Pop quiz: which part of the federal government is tasked with preventing cyber interference in our elections? Congress has refused to say. We have reached a point of a significant gap between an important federal need and existing federal power. And in the absence of that federal power, federal agencies have stepped into the gap and extended their authority into domains unanticipated by Congress. Of course, there is clear statutory guidance for some aspects of protecting election integrity. We can think about preventing campaign interference in our elections. Portions of that job fall squarely within the domain of the Federal Elections Commission, which enforces campaign finance laws. We can also think about prosecution or punishment of those who engage in either foreign campaign interference, like the Justice Department’s recent criminal indictment of a Russian woman with interference in the 2018 midterm elections, or foreign cyber interference, like actions from the Obama and Trump administrations to sanction those who interfere with election systems in the United States. But that’s focused on punishing election interference that has already occurred.

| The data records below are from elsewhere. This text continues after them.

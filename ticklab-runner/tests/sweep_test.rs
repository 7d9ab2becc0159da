//! Sweep and analytics behaviour over synthetic tapes.
//!
//! Tests:
//! 1. A grid runs every combination and ranks by total profit.
//! 2. Each candidate equals a plain batch run of its overridden config.
//! 3. Grid files load from disk; unknown paths fail before any run.
//! 4. Parallel analytics match a sequential per-asset pass.
//! 5. Positions stay ordered and disjoint for any synthetic seed.

use proptest::prelude::*;
use serde_json::json;

use ticklab_core::analytics::Aggregator;
use ticklab_runner::{
    apply_overrides, export_sweep_csv, generate_sweep_report, generate_tapes, run_batch,
    run_sweep, AssetTapes, BacktestConfig, FilterThresholds, ParamGrid, SweepError,
    SyntheticConfig,
};

fn tapes(assets: usize, ticks: usize, seed: u64) -> AssetTapes {
    generate_tapes(
        assets,
        &SyntheticConfig {
            ticks_per_asset: ticks,
            seed,
            ..SyntheticConfig::default()
        },
    )
}

// ── 1. Ranking ──

#[test]
fn grid_runs_every_combination_ranked() {
    let tapes = tapes(4, 1_200, 1);
    let grid = ParamGrid::default()
        .axis("exit.loss_stop.loss_fraction", vec![json!(0.2), json!(0.4)])
        .axis("exit.max_hold_seconds", vec![json!(60.0), json!(600.0)]);
    let results = run_sweep(&tapes, &BacktestConfig::default(), &grid).unwrap();

    assert_eq!(results.len(), 4);
    let profits: Vec<f64> = results
        .all()
        .iter()
        .map(|c| c.summary.total_profit_sol)
        .collect();
    assert!(profits.windows(2).all(|w| w[0] >= w[1]));
    let mut ids: Vec<usize> = results.all().iter().map(|c| c.id).collect();
    ids.sort_unstable();
    assert_eq!(ids, vec![0, 1, 2, 3]);
    assert_eq!(results.best().map(|c| c.id), results.all().first().map(|c| c.id));
}

// ── 2. Candidates match plain runs ──

#[test]
fn candidate_matches_batch_run() {
    let tapes = tapes(3, 1_000, 2);
    let base = BacktestConfig::default();
    let grid = ParamGrid::default().axis("exit.take_profit_market_cap", vec![json!(220.0)]);
    let results = run_sweep(&tapes, &base, &grid).unwrap();
    let candidate = &results.all()[0];

    let config = apply_overrides(&base, &candidate.params).unwrap();
    assert_eq!(config.exit.take_profit_market_cap, 220.0);
    let batch = run_batch(&tapes, &config).unwrap();
    assert_eq!(candidate.config_hash, batch.config_hash);
    assert_eq!(candidate.summary.total_trades, batch.summary.total_trades);
    assert_eq!(candidate.summary.exit_reasons, batch.summary.exit_reasons);
}

#[test]
fn impossible_thresholds_pass_nothing() {
    let tapes = tapes(2, 800, 3);
    let grid = ParamGrid {
        thresholds: FilterThresholds {
            min_profitable_trades: usize::MAX,
            ..FilterThresholds::default()
        },
        ..ParamGrid::default()
    };
    let results = run_sweep(&tapes, &BacktestConfig::default(), &grid).unwrap();
    assert_eq!(results.len(), 1);
    assert!(results.passing().is_empty());

    let csv = export_sweep_csv(&results).unwrap();
    assert_eq!(csv.lines().count(), 2);
    let report = generate_sweep_report(&results, 10);
    assert!(report.contains("(base)"));
    assert!(report.contains("0 passing"));
}

// ── 3. Grid files ──

#[test]
fn grid_file_round_trip() {
    let dir = tempfile::tempdir().unwrap();
    let path = dir.path().join("grid.toml");
    std::fs::write(
        &path,
        r#"
[thresholds]
min_profitable_trades = 1

[[axes]]
path = "exit.loss_stop.loss_fraction"
values = [0.25, 0.35]

[[axes]]
path = "entry.conditions.0.mode"
values = ["off", "debug"]
"#,
    )
    .unwrap();
    let grid = ParamGrid::from_file(&path).unwrap();
    assert_eq!(grid.size(), 4);
    assert_eq!(grid.thresholds.min_profitable_trades, 1);
    assert_eq!(grid.thresholds.min_win_rate, FilterThresholds::default().min_win_rate);
}

#[test]
fn bad_paths_fail_before_running() {
    let grid = ParamGrid::default().axis("exit.no_such_rule", vec![json!(1)]);
    let err = run_sweep(&tapes(1, 100, 4), &BacktestConfig::default(), &grid).unwrap_err();
    assert!(matches!(err, SweepError::UnknownPath { .. }));
}

// ── 4. Parallel analytics ──

#[test]
fn parallel_analytics_match_sequential_pass() {
    let tapes = tapes(8, 1_500, 5);
    let config = BacktestConfig::default();
    let result = run_batch(&tapes, &config).unwrap();
    let parallel = result.analytics.as_ref().unwrap();

    let mut sequential = Aggregator::new(&config.analytics_config());
    for (_, p) in result.positions() {
        sequential.ingest_position(p);
    }
    let sequential = sequential.summarize();

    assert_eq!(parallel.total_records, sequential.total_records);
    assert_eq!(parallel.win_count, sequential.win_count);
    assert_eq!(parallel.trimmed_records, sequential.trimmed_records);
    assert!((parallel.avg_profit_rate - sequential.avg_profit_rate).abs() < 1e-9);
    assert_eq!(parallel.conditions.len(), sequential.conditions.len());
    for (name, buckets) in &parallel.conditions {
        let other = &sequential.conditions[name];
        assert_eq!(buckets.len(), other.len());
        for (a, b) in buckets.iter().zip(other) {
            assert_eq!(a.label, b.label);
            assert_eq!(a.count, b.count);
            assert_eq!(a.win_count, b.win_count);
            assert!((a.avg_profit_rate - b.avg_profit_rate).abs() < 1e-9);
        }
    }
}

// ── 5. Batch properties ──

proptest! {
    #![proptest_config(ProptestConfig::with_cases(16))]

    #[test]
    fn batch_positions_are_ordered_per_asset(seed in 0u64..1_000, assets in 1usize..4) {
        let tapes = tapes(assets, 600, seed);
        let result = run_batch(&tapes, &BacktestConfig::default()).unwrap();
        prop_assert!(result.skipped.is_empty());
        for run in result.assets.values() {
            for pair in run.positions.windows(2) {
                prop_assert!(pair[1].signal_index > pair[0].exit_index);
            }
            for p in &run.positions {
                prop_assert!(p.entry_index >= p.signal_index);
                prop_assert!(p.exit_index >= p.exit_signal_index);
                prop_assert!(p.exit_time >= p.entry_time);
            }
        }
        prop_assert_eq!(result.summary.total_trades, result.position_count());
    }
}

Preventing cyber interference is another matter. Cyber interference could take different forms. It might mean disruption of election-related websites, a version of the recent teenage hacker who manipulated a public-facing website to alter the site’s display of vote totals—a form of vandalism with no material impact on our democracy. It’s an inconvenience, the equivalent of a server failure or a power outage on Election Day.
Worse, it might mean infiltration of voting systems, like voter registration databases, and altering them, such as changing information or deleting names from the lists of registered voters. And perhaps the least likely, but by far the most troubling to our democracy, foreign or domestic actors might attempt to modify the outcomes of votes cast using electronic voting machines in ways that are undetectable.
Who in the federal government is tasked with preventing these scenarios from happening? Congress has not directly empowered any federal agency to protect elections from cyber interference. But that hasn’t stopped various agencies from stepping in anyway. The justifications for agency activity largely arise from two perhaps unlikely statutory sources: one enacted after 9/11, another after Bush v. Gore.